# EXERCISE DETAILS:
Repeat the lines of the data exactly, from the first one through the one that contains "pub trait ForceGenerator: Send".

# RECORDS SHOWN:

- - - - - - -

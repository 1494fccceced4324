use glam::DVec2;

use crate::{
    config::WorldConfig,
    core::body::Body,
    utils::allocator::{Arena, BodyId},
};

/// Something that exchanges impulses between bodies once per tick.
pub trait ForceGenerator: Send + Sync {
    fn apply(&self, bodies: &mut Arena<Body>);
}

/// Pairwise Newtonian attraction between point masses.
#[derive(Debug, Clone, Copy, PartialEq)]
pub struct NewtonianGravity {
    pub constant: f64,
    /// Lower bound on squared separation.
    pub distance_floor: f64,
}

impl NewtonianGravity {
    pub fn new(constant: f64, distance_floor: f64) -> Self {
        Self {
            constant,
            distance_floor,
        }
    }

    pub fn from_config(config: &WorldConfig) -> Self {
        Self::new(config.gravity_constant, config.gravity_distance_floor)
    }

    /// Impulse pulling `a` toward `b`; `b` receives the negation.
    pub fn impulse_between(&self, a: &Body, b: &Body) -> DVec2 {
        let separation = b.position - a.position;
        let distance_sq = separation.length_squared().max(self.distance_floor);
        let magnitude = self.constant * a.mass() * b.mass() / distance_sq;
        separation.normalize_or_zero() * magnitude
    }
}

impl ForceGenerator for NewtonianGravity {
    fn apply(&self, bodies: &mut Arena<Body>) {
        if self.constant == 0.0 {
            return;
        }
        let ids: Vec<BodyId> = bodies
            .iter()
            .filter(|(_, body)| !body.is_destroyed())
            .map(|(id, _)| id)
            .collect();

        for (i, &id_a) in ids.iter().enumerate() {
            for &id_b in &ids[i + 1..] {
                if let Some((a, b)) = bodies.get2_mut(id_a, id_b) {
                    let impulse = self.impulse_between(a, b);
                    a.apply_impulse(impulse, DVec2::ZERO);
                    b.apply_impulse(-impulse, DVec2::ZERO);
                }
            }
        }
    }
}

/// Collection of generators applied in registration order.
#[derive(Default)]
pub struct ForceRegistry {
    forces: Vec<Box<dyn ForceGenerator>>,
}

impl ForceRegistry {
    pub fn new() -> Self {
        Self { forces: Vec::new() }
    }

    pub fn add_force<F: ForceGenerator + 'static>(&mut self, force: F) {
        self.forces.push(Box::new(force));
    }

    pub fn len(&self) -> usize {
        self.forces.len()
    }

    pub fn is_empty(&self) -> bool {
        self.forces.is_empty()
    }

    pub fn apply_all(&self, bodies: &mut Arena<Body>) {
        for force in &self.forces {
            force.apply(bodies);
        }
    }
}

- - - - - - -

# TASK ANSWER:
repository 1494fccceced4324
use glam::DVec2;

use crate::{
    config::WorldConfig,
    core::body::Body,
    utils::allocator::{Arena, BodyId},
};

/// Something that exchanges impulses between bodies once per tick.
pub trait ForceGenerator: Send + Sync {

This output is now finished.